In the second campaign, Sophos found that the spam messages are devoid of anything suspicious: There’s no personal information of any kind included in the body of the email, no link and no file attachment.

“All the message claims is that a free trial for an online service the recipient purportedly is currently using will expire in the following day or two, and embeds a telephone number the recipient needs to call in order to opt-out of an expensive, paid renewal,” researchers explained.

If a target decides to pick up the phone, a friendly person on the other side gives them a website address where the soon-to-be-victim could supposedly unsubscribe from the service.

“The well-designed and professional looking websites bury an unsubscribe button in a page of frequently asked questions,” according to Sophos. “Clicking that button delivers a malicious Office document (either a Word doc or an Excel spreadsheet) that, when opened, infects the computer with the same BazarLoader malware.”

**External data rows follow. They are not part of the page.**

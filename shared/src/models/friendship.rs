//! Friendship Model

use serde::{Deserialize, Serialize};

/// Undirected friendship between two customers
///
/// Stored in normalized order: `user_a_id < user_b_id`, so (A,B) and (B,A)
/// map to the same row.
#[derive(Debug, Clone, Serialize, Deserialize)]
#[cfg_attr(feature = "db", derive(sqlx::FromRow))]
pub struct Friendship {
    pub id: i64,
    pub user_a_id: i64,
    pub user_b_id: i64,
    pub created_at: i64,
}

/// One side of a friendship, as listed for a given user
#[derive(Debug, Clone, Serialize, Deserialize)]
#[cfg_attr(feature = "db", derive(sqlx::FromRow))]
pub struct Friend {
    pub id: i64,
    pub name: String,
    pub email: String,
    pub since: i64,
}
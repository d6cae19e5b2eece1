//! Database Module
//!
//! Handles the SQLite connection pool and migrations

pub mod repository;

use crate::utils::AppError;
use sqlx::SqlitePool;
use sqlx::sqlite::{SqliteConnectOptions, SqliteJournalMode, SqlitePoolOptions, SqliteSynchronous};
use std::str::FromStr;

/// Database service — owns a SQLite connection pool
#[derive(Clone)]
pub struct DbService {
    pub pool: SqlitePool,
}

impl DbService {
    /// Create a new database service with WAL mode
    pub async fn new(db_path: &str) -> Result<Self, AppError> {
        // Build connection options: WAL, foreign keys, normal sync
        let options = SqliteConnectOptions::from_str(&format!("sqlite:{db_path}"))
            .map_err(|e| AppError::database(format!("Invalid database path: {e}")))?
            .create_if_missing(true)
            .journal_mode(SqliteJournalMode::Wal)
            .synchronous(SqliteSynchronous::Normal)
            .pragma("foreign_keys", "ON")
            .optimize_on_close(true, None);

        let pool = SqlitePoolOptions::new()
            .max_connections(5)
            .connect_with(options)
            .await
            .map_err(|e| AppError::database(format!("Failed to open database: {e}")))?;

        // busy_timeout: 写冲突时等待 5s 而非立即失败
        sqlx::query("PRAGMA busy_timeout = 5000;")
            .execute(&pool)
            .await
            .map_err(|e| AppError::database(format!("Failed to set busy_timeout: {e}")))?;

        tracing::info!("Database connection established (SQLite WAL, busy_timeout=5000ms)");

        Self::migrate(&pool).await?;

        Ok(Self { pool })
    }

    /// In-memory database for tests. Single connection, since every
    /// `:memory:` connection is its own database
    pub async fn new_in_memory() -> Result<Self, AppError> {
        let options = SqliteConnectOptions::from_str("sqlite::memory:")
            .map_err(|e| AppError::database(format!("Invalid database path: {e}")))?
            .pragma("foreign_keys", "ON");

        let pool = SqlitePoolOptions::new()
            .max_connections(1)
            .connect_with(options)
            .await
            .map_err(|e| AppError::database(format!("Failed to open database: {e}")))?;

        Self::migrate(&pool).await?;

        Ok(Self { pool })
    }

    async fn migrate(pool: &SqlitePool) -> Result<(), AppError> {
        // Run migrations (ignore previously applied but now removed migrations)
        sqlx::migrate!("./migrations")
            .set_ignore_missing(true)
            .run(pool)
            .await
            .map_err(|e| AppError::database(format!("Failed to apply migrations: {e}")))?;
        tracing::debug!("Database migrations applied");
        Ok(())
    }
}
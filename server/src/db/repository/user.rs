//! User Repository

use super::{RepoError, RepoResult};
use shared::models::User;
use shared::types::UserRole;
use shared::util::{now_millis, snowflake_id};
use sqlx::SqlitePool;

const USER_SELECT: &str =
    "SELECT id, name, email, phone, password_hash, role, created_at FROM user";

pub async fn find_by_id(pool: &SqlitePool, id: i64) -> RepoResult<Option<User>> {
    let user = sqlx::query_as::<_, User>(&format!("{USER_SELECT} WHERE id = ?"))
        .bind(id)
        .fetch_optional(pool)
        .await?;
    Ok(user)
}

pub async fn find_by_email(pool: &SqlitePool, email: &str) -> RepoResult<Option<User>> {
    let user = sqlx::query_as::<_, User>(&format!("{USER_SELECT} WHERE email = ? LIMIT 1"))
        .bind(email)
        .fetch_optional(pool)
        .await?;
    Ok(user)
}

pub async fn find_by_phone(pool: &SqlitePool, phone: &str) -> RepoResult<Option<User>> {
    let user = sqlx::query_as::<_, User>(&format!("{USER_SELECT} WHERE phone = ? LIMIT 1"))
        .bind(phone)
        .fetch_optional(pool)
        .await?;
    Ok(user)
}

/// Insert a new account. The UNIQUE indexes on email/phone are the final
/// arbiter for duplicates; callers pre-check only to produce friendlier
/// messages.
pub async fn create(
    pool: &SqlitePool,
    name: &str,
    email: &str,
    phone: &str,
    password_hash: &str,
    role: UserRole,
) -> RepoResult<User> {
    let id = snowflake_id();
    let now = now_millis();
    sqlx::query(
        "INSERT INTO user (id, name, email, phone, password_hash, role, created_at)
         VALUES (?, ?, ?, ?, ?, ?, ?)",
    )
    .bind(id)
    .bind(name)
    .bind(email)
    .bind(phone)
    .bind(password_hash)
    .bind(role)
    .bind(now)
    .execute(pool)
    .await?;

    find_by_id(pool, id)
        .await?
        .ok_or_else(|| RepoError::Database("Failed to create user".into()))
}
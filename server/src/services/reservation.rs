//! Reservation creation and table allocation
//!
//! Allocation is a greedy first-fit: candidate tables (capacity >= party
//! size, ascending table number) are scanned and the first one with no
//! reservation on the same (table, time_slot) pair wins. There is no
//! attempt to minimize wasted capacity. Availability is an existence
//! check, not a unique constraint; two racing requests for the last table
//! can both pass it.

use sqlx::SqlitePool;

use crate::auth::CurrentUser;
use crate::db::repository::{dining_table, reservation, restaurant, time_slot, user};
use crate::utils::{AppError, AppResult};
use shared::models::{Reservation, ReservationCreate, ReservationView};
use shared::types::ReservationStatus;

/// Create a reservation, allocating the first free table that fits
pub async fn create_reservation(
    pool: &SqlitePool,
    customer: &CurrentUser,
    req: ReservationCreate,
) -> AppResult<Reservation> {
    if req.num_guests <= 0 {
        return Err(AppError::validation("num_guests must be greater than 0"));
    }

    let restaurant = restaurant::find_by_id(pool, req.restaurant_id)
        .await?
        .ok_or_else(|| AppError::not_found(format!("Restaurant {} not found", req.restaurant_id)))?;

    let slot = time_slot::find_by_id(pool, req.time_slot_id)
        .await?
        .ok_or_else(|| AppError::not_found(format!("Time slot {} not found", req.time_slot_id)))?;
    if slot.restaurant_id != restaurant.id {
        return Err(AppError::validation(
            "Time slot does not belong to the selected restaurant",
        ));
    }

    // First-fit scan over candidates ordered by table number
    let candidates =
        dining_table::find_with_capacity(pool, restaurant.id, req.num_guests).await?;
    let mut assigned = None;
    for table in candidates {
        if !reservation::occupies_table_slot(pool, table.id, slot.id).await? {
            assigned = Some(table);
            break;
        }
    }

    let table = assigned.ok_or_else(|| {
        AppError::business_rule("No tables available for the selected time slot")
    })?;

    let created = reservation::create(
        pool,
        customer.id,
        restaurant.id,
        slot.id,
        table.id,
        req.num_guests,
        req.date,
    )
    .await?;

    tracing::info!(
        reservation_id = created.id,
        customer_id = customer.id,
        restaurant_id = restaurant.id,
        table_number = table.number,
        "Reservation created"
    );

    Ok(created)
}

/// Reservations created by the given customer, newest first, with
/// participants attached
pub async fn list_my_reservations(
    pool: &SqlitePool,
    customer_id: i64,
) -> AppResult<Vec<ReservationView>> {
    let rows = reservation::find_detail_by_customer(pool, customer_id).await?;
    let mut views = Vec::with_capacity(rows.len());
    for row in rows {
        let participants = reservation::find_participants(pool, row.id).await?;
        views.push(ReservationView {
            reservation: row,
            participants,
        });
    }
    Ok(views)
}

/// Cancel a reservation; only the creator may cancel
pub async fn cancel_reservation(
    pool: &SqlitePool,
    actor: &CurrentUser,
    reservation_id: i64,
) -> AppResult<()> {
    let reservation = reservation::find_by_id(pool, reservation_id)
        .await?
        .ok_or_else(|| AppError::not_found(format!("Reservation {reservation_id} not found")))?;

    if reservation.customer_id != actor.id {
        return Err(AppError::forbidden(
            "Only the reservation creator can cancel it",
        ));
    }
    if reservation.status == ReservationStatus::Cancelled {
        return Err(AppError::business_rule("Reservation is already cancelled"));
    }

    reservation::set_status(pool, reservation_id, ReservationStatus::Cancelled).await?;
    tracing::info!(reservation_id, actor_id = actor.id, "Reservation cancelled");
    Ok(())
}

/// Add an invited guest to a reservation; only the creator may invite,
/// and the creator is a participant implicitly, never via this table
pub async fn add_participant(
    pool: &SqlitePool,
    actor: &CurrentUser,
    reservation_id: i64,
    customer_id: i64,
) -> AppResult<()> {
    let reservation = reservation::find_by_id(pool, reservation_id)
        .await?
        .ok_or_else(|| AppError::not_found(format!("Reservation {reservation_id} not found")))?;

    if reservation.customer_id != actor.id {
        return Err(AppError::forbidden(
            "Only the reservation creator can invite participants",
        ));
    }
    if customer_id == reservation.customer_id {
        return Err(AppError::validation(
            "The creator is already part of the reservation",
        ));
    }

    user::find_by_id(pool, customer_id)
        .await?
        .ok_or_else(|| AppError::not_found(format!("User {customer_id} not found")))?;

    if reservation::participation_exists(pool, reservation_id, customer_id).await? {
        return Err(AppError::conflict(
            "User already participates in this reservation",
        ));
    }

    reservation::add_participant(pool, reservation_id, customer_id).await?;
    Ok(())
}
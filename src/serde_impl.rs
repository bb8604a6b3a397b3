//! The generic bridge between Rust types and the CBOR value tree.
//!
//! Serialization produces a [`Value`] first and hands it to the encoder, so
//! canonical ordering and float narrowing stay the encoder's business.
//! Deserialization walks a borrowed [`Value`]. Tags annotate rather than
//! reshape: the deserializer looks through `Tagged` wrappers when the caller
//! asks for the content's shape.

use core::fmt;

use base64::engine::general_purpose::STANDARD as BASE64;
use base64::Engine as _;
use serde::de::{
    DeserializeOwned, DeserializeSeed, EnumAccess, MapAccess, SeqAccess, VariantAccess, Visitor,
};
use serde::ser::{
    SerializeMap, SerializeSeq, SerializeStruct, SerializeStructVariant, SerializeTuple,
    SerializeTupleStruct, SerializeTupleVariant,
};
use serde::{Deserialize, Deserializer, Serialize, Serializer};

use crate::options::{
    DataDecodingStrategy, DataEncodingStrategy, DecodeOptions, EncodeOptions,
    NonConformingFloatStrategy,
};
use crate::scanner::decode_value_with;
use crate::value::{Map, SimpleValue, Value};
use crate::{encode_value_with, Error};

impl serde::ser::Error for Error {
    fn custom<T: fmt::Display>(msg: T) -> Self {
        Self::Message(msg.to_string())
    }
}

impl serde::de::Error for Error {
    fn custom<T: fmt::Display>(msg: T) -> Self {
        Self::Message(msg.to_string())
    }
}

/// Convert a Rust value into a [`Value`] tree.
///
/// # Errors
///
/// Returns an error if an integer falls outside the CBOR integer range or if
/// the type's `Serialize` implementation fails.
pub fn to_value<T: Serialize>(value: &T) -> Result<Value, Error> {
    value.serialize(ValueSerializer {
        data_strategy: DataEncodingStrategy::ByteString,
    })
}

/// Serialize a Rust value to CBOR bytes with default options.
///
/// # Errors
///
/// Returns an error if the value cannot be represented as CBOR.
pub fn to_vec<T: Serialize>(value: &T) -> Result<Vec<u8>, Error> {
    to_vec_with(value, &EncodeOptions::default())
}

/// Serialize a Rust value to CBOR bytes with the given options.
///
/// # Errors
///
/// Returns an error if the value cannot be represented as CBOR.
pub fn to_vec_with<T: Serialize>(value: &T, options: &EncodeOptions) -> Result<Vec<u8>, Error> {
    let tree = value.serialize(ValueSerializer {
        data_strategy: options.data_strategy,
    })?;
    Ok(encode_value_with(&tree, options))
}

/// Deserialize a Rust value from a borrowed [`Value`] tree.
///
/// # Errors
///
/// Returns an error if the tree does not match the requested type.
pub fn from_value<'de, T: Deserialize<'de>>(value: &'de Value) -> Result<T, Error> {
    T::deserialize(ValueDeserializer::new(value, &DecodeOptions::default()))
}

/// Deserialize a Rust value from CBOR bytes with default options.
///
/// # Errors
///
/// Returns an error if decoding fails or the decoded tree does not match the
/// requested type.
pub fn from_slice<T: DeserializeOwned>(bytes: &[u8]) -> Result<T, Error> {
    from_slice_with(bytes, &DecodeOptions::default())
}

/// Deserialize a Rust value from CBOR bytes with the given options.
///
/// # Errors
///
/// Returns an error if decoding fails or the decoded tree does not match the
/// requested type.
pub fn from_slice_with<T: DeserializeOwned>(
    bytes: &[u8],
    options: &DecodeOptions,
) -> Result<T, Error> {
    let value = decode_value_with(bytes, options)?;
    T::deserialize(ValueDeserializer::new(&value, options))
}

#[derive(Clone, Copy)]
struct ValueSerializer {
    data_strategy: DataEncodingStrategy,
}

fn variant_map(variant: &'static str, value: Value) -> Value {
    let mut map = Map::with_capacity(1);
    map.insert(Value::Text(variant.to_owned()), value);
    Value::Map(map)
}

impl Serializer for ValueSerializer {
    type Ok = Value;
    type Error = Error;

    type SerializeSeq = SeqSerializer;
    type SerializeTuple = SeqSerializer;
    type SerializeTupleStruct = SeqSerializer;
    type SerializeTupleVariant = TupleVariantSerializer;
    type SerializeMap = MapSerializer;
    type SerializeStruct = StructSerializer;
    type SerializeStructVariant = StructVariantSerializer;

    fn is_human_readable(&self) -> bool {
        false
    }

    fn serialize_bool(self, v: bool) -> Result<Value, Error> {
        Ok(Value::from(v))
    }

    fn serialize_i8(self, v: i8) -> Result<Value, Error> {
        Ok(Value::from_i64(i64::from(v)))
    }

    fn serialize_i16(self, v: i16) -> Result<Value, Error> {
        Ok(Value::from_i64(i64::from(v)))
    }

    fn serialize_i32(self, v: i32) -> Result<Value, Error> {
        Ok(Value::from_i64(i64::from(v)))
    }

    fn serialize_i64(self, v: i64) -> Result<Value, Error> {
        Ok(Value::from_i64(v))
    }

    fn serialize_i128(self, v: i128) -> Result<Value, Error> {
        Value::from_i128(v)
            .ok_or_else(|| Error::ValueOutOfRange(format!("{v} is outside the CBOR integer range")))
    }

    fn serialize_u8(self, v: u8) -> Result<Value, Error> {
        Ok(Value::Unsigned(u64::from(v)))
    }

    fn serialize_u16(self, v: u16) -> Result<Value, Error> {
        Ok(Value::Unsigned(u64::from(v)))
    }

    fn serialize_u32(self, v: u32) -> Result<Value, Error> {
        Ok(Value::Unsigned(u64::from(v)))
    }

    fn serialize_u64(self, v: u64) -> Result<Value, Error> {
        Ok(Value::Unsigned(v))
    }

    fn serialize_u128(self, v: u128) -> Result<Value, Error> {
        u64::try_from(v)
            .map(Value::Unsigned)
            .map_err(|_| Error::ValueOutOfRange(format!("{v} is outside the CBOR integer range")))
    }

    fn serialize_f32(self, v: f32) -> Result<Value, Error> {
        Ok(Value::Float32(v))
    }

    fn serialize_f64(self, v: f64) -> Result<Value, Error> {
        Ok(Value::Float64(v))
    }

    fn serialize_char(self, v: char) -> Result<Value, Error> {
        Ok(Value::Text(v.to_string()))
    }

    fn serialize_str(self, v: &str) -> Result<Value, Error> {
        Ok(Value::Text(v.to_owned()))
    }

    fn serialize_bytes(self, v: &[u8]) -> Result<Value, Error> {
        Ok(match self.data_strategy {
            DataEncodingStrategy::ByteString => Value::Bytes(v.to_vec()),
            DataEncodingStrategy::Base64Text => Value::Text(BASE64.encode(v)),
        })
    }

    fn serialize_none(self) -> Result<Value, Error> {
        Ok(Value::Simple(SimpleValue::Null))
    }

    fn serialize_some<T: ?Sized + Serialize>(self, value: &T) -> Result<Value, Error> {
        value.serialize(self)
    }

    fn serialize_unit(self) -> Result<Value, Error> {
        Ok(Value::Simple(SimpleValue::Null))
    }

    fn serialize_unit_struct(self, _name: &'static str) -> Result<Value, Error> {
        Ok(Value::Simple(SimpleValue::Null))
    }

    fn serialize_unit_variant(
        self,
        _name: &'static str,
        _variant_index: u32,
        variant: &'static str,
    ) -> Result<Value, Error> {
        Ok(Value::Text(variant.to_owned()))
    }

    fn serialize_newtype_struct<T: ?Sized + Serialize>(
        self,
        _name: &'static str,
        value: &T,
    ) -> Result<Value, Error> {
        value.serialize(self)
    }

    fn serialize_newtype_variant<T: ?Sized + Serialize>(
        self,
        _name: &'static str,
        _variant_index: u32,
        variant: &'static str,
        value: &T,
    ) -> Result<Value, Error> {
        Ok(variant_map(variant, value.serialize(self)?))
    }

    fn serialize_seq(self, len: Option<usize>) -> Result<Self::SerializeSeq, Error> {
        Ok(SeqSerializer {
            ser: self,
            items: Vec::with_capacity(len.unwrap_or(0)),
        })
    }

    fn serialize_tuple(self, len: usize) -> Result<Self::SerializeTuple, Error> {
        self.serialize_seq(Some(len))
    }

    fn serialize_tuple_struct(
        self,
        _name: &'static str,
        len: usize,
    ) -> Result<Self::SerializeTupleStruct, Error> {
        self.serialize_seq(Some(len))
    }

    fn serialize_tuple_variant(
        self,
        _name: &'static str,
        _variant_index: u32,
        variant: &'static str,
        len: usize,
    ) -> Result<Self::SerializeTupleVariant, Error> {
        Ok(TupleVariantSerializer {
            ser: self,
            variant,
            items: Vec::with_capacity(len),
        })
    }

    fn serialize_map(self, len: Option<usize>) -> Result<Self::SerializeMap, Error> {
        Ok(MapSerializer {
            ser: self,
            map: Map::with_capacity(len.unwrap_or(0)),
            pending_key: None,
        })
    }

    fn serialize_struct(
        self,
        _name: &'static str,
        len: usize,
    ) -> Result<Self::SerializeStruct, Error> {
        Ok(StructSerializer {
            ser: self,
            map: Map::with_capacity(len),
        })
    }

    fn serialize_struct_variant(
        self,
        _name: &'static str,
        _variant_index: u32,
        variant: &'static str,
        len: usize,
    ) -> Result<Self::SerializeStructVariant, Error> {
        Ok(StructVariantSerializer {
            ser: self,
            variant,
            map: Map::with_capacity(len),
        })
    }
}
//! # vellum-cbor
//!
//! An RFC 8949 CBOR codec built around an owned value tree.
//!
//! ## Design principles
//!
//! - **One tree, every distinction.** [`Value`] preserves everything the wire
//!   format distinguishes: the unsigned/negative split, byte versus text
//!   strings, all three float widths, tags, and simple values.
//! - **Validation happens at the boundary.** The decoder enforces depth
//!   limits, UTF-8 validity, duplicate-key rejection, indefinite-length chunk
//!   typing, and per-tag content shapes from the IANA registry before a value
//!   ever reaches the caller. Strict mode additionally rejects every
//!   non-shortest-form encoding and unregistered tag.
//! - **Determinism is an encoder property.** [`encode_canonical`] produces
//!   byte-identical output for structurally equal values: shortest-form
//!   arguments, lossless float narrowing with the canonical NaN, and map
//!   entries sorted by encoded key.
//!
//! ## Feature flags
//!
//! - `serde` *(default)*: the generic bridge ([`to_vec`], [`from_slice`],
//!   [`to_value`], [`from_value`] and their `_with` variants).
//!
//! ## Example
//!
//! ```
//! use vellum_cbor::{decode_value, encode_canonical, Value};
//!
//! let value = decode_value(&[0x83, 0x01, 0x02, 0x03])?;
//! assert_eq!(
//!     value,
//!     Value::Array(vec![
//!         Value::Unsigned(1),
//!         Value::Unsigned(2),
//!         Value::Unsigned(3),
//!     ])
//! );
//! assert_eq!(encode_canonical(&value), vec![0x83, 0x01, 0x02, 0x03]);
//! # Ok::<(), vellum_cbor::Error>(())
//! ```
//!
//! ## Safety
//!
//! This crate forbids `unsafe` code.

#![forbid(unsafe_code)]
#![deny(missing_docs)]
#![warn(clippy::all, clippy::pedantic)]
#![allow(clippy::module_name_repetitions)]

mod encode;
mod error;
mod float;
mod options;
mod order;
mod scanner;
#[cfg(feature = "serde")]
mod serde_impl;
pub mod tags;
mod value;
mod wire;

pub use crate::encode::{
    encode_canonical, encode_value, encode_value_with, ArrayBuilder, Encoder, MapBuilder,
};
pub use crate::error::Error;
pub use crate::options::{
    DataDecodingStrategy, DataEncodingStrategy, DecodeOptions, EncodeOptions,
    NonConformingFloatStrategy, DEFAULT_MAX_DEPTH, DEFAULT_MAX_INDEFINITE_CHUNKS,
};
pub use crate::order::cmp_encoded_keys;
pub use crate::scanner::{decode_value, decode_value_prefix, decode_value_with};
pub use crate::value::{Key, Map, SimpleValue, Value};

#[cfg(feature = "serde")]
pub use crate::serde_impl::{from_slice, from_slice_with, from_value, to_value, to_vec, to_vec_with};
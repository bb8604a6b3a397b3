#![no_main]

use libfuzzer_sys::fuzz_target;

use vellum_cbor::{decode_value_with, encode_canonical, DecodeOptions};

fuzz_target!(|data: &[u8]| {
    // Duplicates stay allowed here: float width narrowing can merge distinct
    // decoded keys into one canonical encoding, and the fixed-point property
    // must hold regardless.
    let options = DecodeOptions {
        allow_duplicate_map_keys: true,
        max_depth: 64,
        max_indefinite_chunks: 1 << 12,
        ..DecodeOptions::default()
    };
    if let Ok(value) = decode_value_with(data, &options) {
        // Canonical encoding must be a fixed point of decode -> encode.
        let canonical = encode_canonical(&value);
        let reparsed =
            decode_value_with(&canonical, &options).expect("canonical bytes must decode");
        assert_eq!(encode_canonical(&reparsed), canonical);
    }
});
use thiserror::Error;

/// Errors produced while decoding, encoding, or bridging CBOR data.
///
/// Every error aborts the current top-level call; no partial output is ever
/// returned. Messages are meant for diagnostics, not for parsing.
#[derive(Error, Debug, Clone, PartialEq, Eq)]
#[non_exhaustive]
pub enum Error {
    /// Structural or semantic violation caught during decode.
    ///
    /// This also covers non-canonical encodings rejected in strict mode and
    /// tag content that fails its registered shape requirement.
    #[error("invalid CBOR: {0}")]
    InvalidFormat(String),

    /// The byte stream ended in the middle of a data item.
    #[error("unexpected end of input")]
    UnexpectedEnd,

    /// A chunk inside an indefinite-length string was not a definite-length
    /// string of the same major type.
    #[error("indefinite-length string contains a chunk of the wrong type")]
    WrongTypeInsideIndefiniteLength,

    /// An indefinite-length string exceeded the configured chunk cap.
    #[error("indefinite-length string has too many chunks")]
    TooLongIndefiniteLength,

    /// Text string bytes are not valid UTF-8.
    #[error("text string is not valid UTF-8")]
    IncorrectUtf8String,

    /// A map contains two equal keys and duplicates are disallowed.
    #[error("duplicate map key")]
    DuplicateMapKey,

    /// Strict mode encountered a tag absent from the registry.
    #[error("tag {0} is not in the tag registry")]
    TagNotSupported(u64),

    /// Nesting exceeded the configured maximum depth.
    #[error("maximum nesting depth exceeded")]
    DepthLimitExceeded,

    /// A break marker appeared outside an indefinite-length item.
    #[error("break marker outside an indefinite-length item")]
    InvalidIndefiniteLength,

    /// A simple value in the unassigned range `0..=19`.
    #[error("unassigned simple value {0}")]
    UnassignedSimpleValue(u8),

    /// A simple-value follow byte in the reserved range `24..=31`.
    #[error("reserved simple value {0}")]
    ReservedSimpleValue(u8),

    /// Arithmetic overflow or another integrity failure.
    #[error("malformed data: {0}")]
    MalformedData(String),

    /// The value tree holds a different shape than the caller requested.
    #[error("type mismatch: expected {expected}, found {found}")]
    TypeMismatch {
        /// The shape the caller asked for.
        expected: &'static str,
        /// The shape actually present in the value tree.
        found: String,
    },

    /// An integer does not fit the narrower requested type.
    #[error("value out of range: {0}")]
    ValueOutOfRange(String),

    /// Free-form error raised through the serde bridge.
    #[error("{0}")]
    Message(String),
}
// Property tests for round-tripping and canonical determinism.
//
// Sizes and depths are deliberately small to keep CI fast; the interesting
// boundaries (argument widths, float narrowing, key ordering) are all
// reachable at these sizes.
#![allow(clippy::unwrap_used)]

use std::collections::HashSet;

use proptest::prelude::*;
use vellum_cbor::{
    decode_value, decode_value_prefix, decode_value_with, encode_canonical, encode_value,
    DecodeOptions, Map, SimpleValue, Value,
};

/// Tags whose registered requirement admits any content.
const SAFE_TAGS: &[u64] = &[21, 22, 23, 28, 39, 55799];

fn arb_f16() -> impl Strategy<Value = half::f16> {
    any::<u16>().prop_filter_map("exclude NaN payloads", |bits| {
        let is_nan = (bits & 0x7c00) == 0x7c00 && (bits & 0x03ff) != 0;
        if is_nan {
            None
        } else {
            Some(half::f16::from_bits(bits))
        }
    })
}

fn arb_leaf() -> impl Strategy<Value = Value> {
    prop_oneof![
        any::<u64>().prop_map(Value::Unsigned),
        any::<u64>().prop_map(Value::Negative),
        proptest::collection::vec(any::<u8>(), 0..24).prop_map(Value::Bytes),
        "[a-z0-9]{0,12}".prop_map(Value::from),
        Just(Value::Simple(SimpleValue::False)),
        Just(Value::Simple(SimpleValue::True)),
        Just(Value::Simple(SimpleValue::Null)),
        Just(Value::Simple(SimpleValue::Undefined)),
        (32u8..=255u8).prop_map(|n| Value::Simple(SimpleValue::Unassigned(n))),
        arb_f16().prop_map(Value::Float16),
        any::<f32>()
            .prop_filter("exclude NaN", |f| !f.is_nan())
            .prop_map(Value::Float32),
        any::<f64>()
            .prop_filter("exclude NaN", |f| !f.is_nan())
            .prop_map(Value::Float64),
    ]
}

fn arb_value() -> impl Strategy<Value = Value> {
    arb_leaf().prop_recursive(4, 32, 6, |inner| {
        prop_oneof![
            proptest::collection::vec(inner.clone(), 0..6).prop_map(Value::Array),
            proptest::collection::vec((arb_leaf(), inner.clone()), 0..6).prop_map(|entries| {
                // Drop keys that collide under canonical encoding (a stricter
                // condition than Key equality, since width narrowing can merge
                // distinct float keys) so every generated map survives both
                // plain and canonical re-decoding with duplicates disallowed.
                let mut seen = HashSet::new();
                let mut map = Map::new();
                for (k, v) in entries {
                    if seen.insert(encode_canonical(&k)) {
                        map.insert(k, v);
                    }
                }
                Value::Map(map)
            }),
            (proptest::sample::select(SAFE_TAGS), inner)
                .prop_map(|(tag, v)| Value::Tagged(tag, Box::new(v))),
        ]
    })
}

proptest! {
    #[test]
    fn round_trip_preserves_structure(v in arb_value()) {
        let bytes = encode_value(&v);
        let back = decode_value(&bytes).unwrap();
        prop_assert_eq!(back, v);
    }

    #[test]
    fn canonical_encoding_is_deterministic_and_strict_clean(v in arb_value()) {
        let canonical = encode_canonical(&v);
        // Canonical output is already shortest-form everywhere, so a strict
        // decode must accept it.
        let back = decode_value_with(&canonical, &DecodeOptions::strict()).unwrap();
        prop_assert_eq!(encode_canonical(&back), canonical);
    }

    #[test]
    fn prefix_decode_consumes_exactly_the_encoding(v in arb_value()) {
        let bytes = encode_value(&v);
        let (_, consumed) = decode_value_prefix(&bytes, &DecodeOptions::default()).unwrap();
        prop_assert_eq!(consumed, bytes.len());
    }

    #[test]
    fn canonical_and_plain_encodings_decode_alike(v in arb_value()) {
        // Width narrowing changes the tree, so compare canonical bytes, which
        // erase exactly that difference.
        let plain = decode_value(&encode_value(&v)).unwrap();
        let canon = decode_value(&encode_canonical(&v)).unwrap();
        prop_assert_eq!(encode_canonical(&plain), encode_canonical(&canon));
    }
}
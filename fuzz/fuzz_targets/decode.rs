#![no_main]

use libfuzzer_sys::fuzz_target;

use vellum_cbor::{decode_value_with, DecodeOptions};

fn fuzz_options() -> DecodeOptions {
    // Tight limits keep pathological inputs from allocating their way out of
    // the interesting search space.
    DecodeOptions {
        max_depth: 64,
        max_indefinite_chunks: 1 << 12,
        ..DecodeOptions::default()
    }
}

fuzz_target!(|data: &[u8]| {
    let options = fuzz_options();
    if let Ok(value) = decode_value_with(data, &options) {
        // A decoded tree must render and re-encode without panicking.
        let _ = value.to_string();
        let _ = vellum_cbor::encode_value(&value);
    }
});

The messages initially claimed to originate from a company called Medical Reminder Service, and include a telephone number in the message body, as well as a street address for a real office building located in Los Angeles. But in mid-April, the messages adopted a lure involving a fake paid online lending library, called BookPoint.

The subject lines revolving around BookPoint also reference a long number or code, which users are asked to input in order to “unsubscribe.”

In terms of the infection routine, the attackers in these so-called “BazarCall” campaigns deliver weaponized Microsoft Office documents that invoke commands to drop and execute one or more payload DLLs.

Connection to Trickbot?

Researchers have been suspecting that BazarLoader could be related or authored by the TrickBot operators. TrickBot is another first-stage loader malware often used in ransomware campaigns.

Sophos looked into the connection and found that the two malwares use some of the same infrastructure for command and control.

“From what we could tell, the [BazarLoader] malware binaries running in the lab network bear no resemblance to TrickBot,” according to the posting. “But they did communicate with an IP address that has been used in common, historically, by both malware families. Of course, a lot of people have studied this connection in the past.”

In any event, BazarLoader appears to be in an early stage of development and isn’t as sophisticated as more mature families like TrickBot, researchers added.

For instance, “while early versions of the malware were not obfuscated, more recent samples appear to encrypt the strings that might reveal the malware’s intended use,” they said.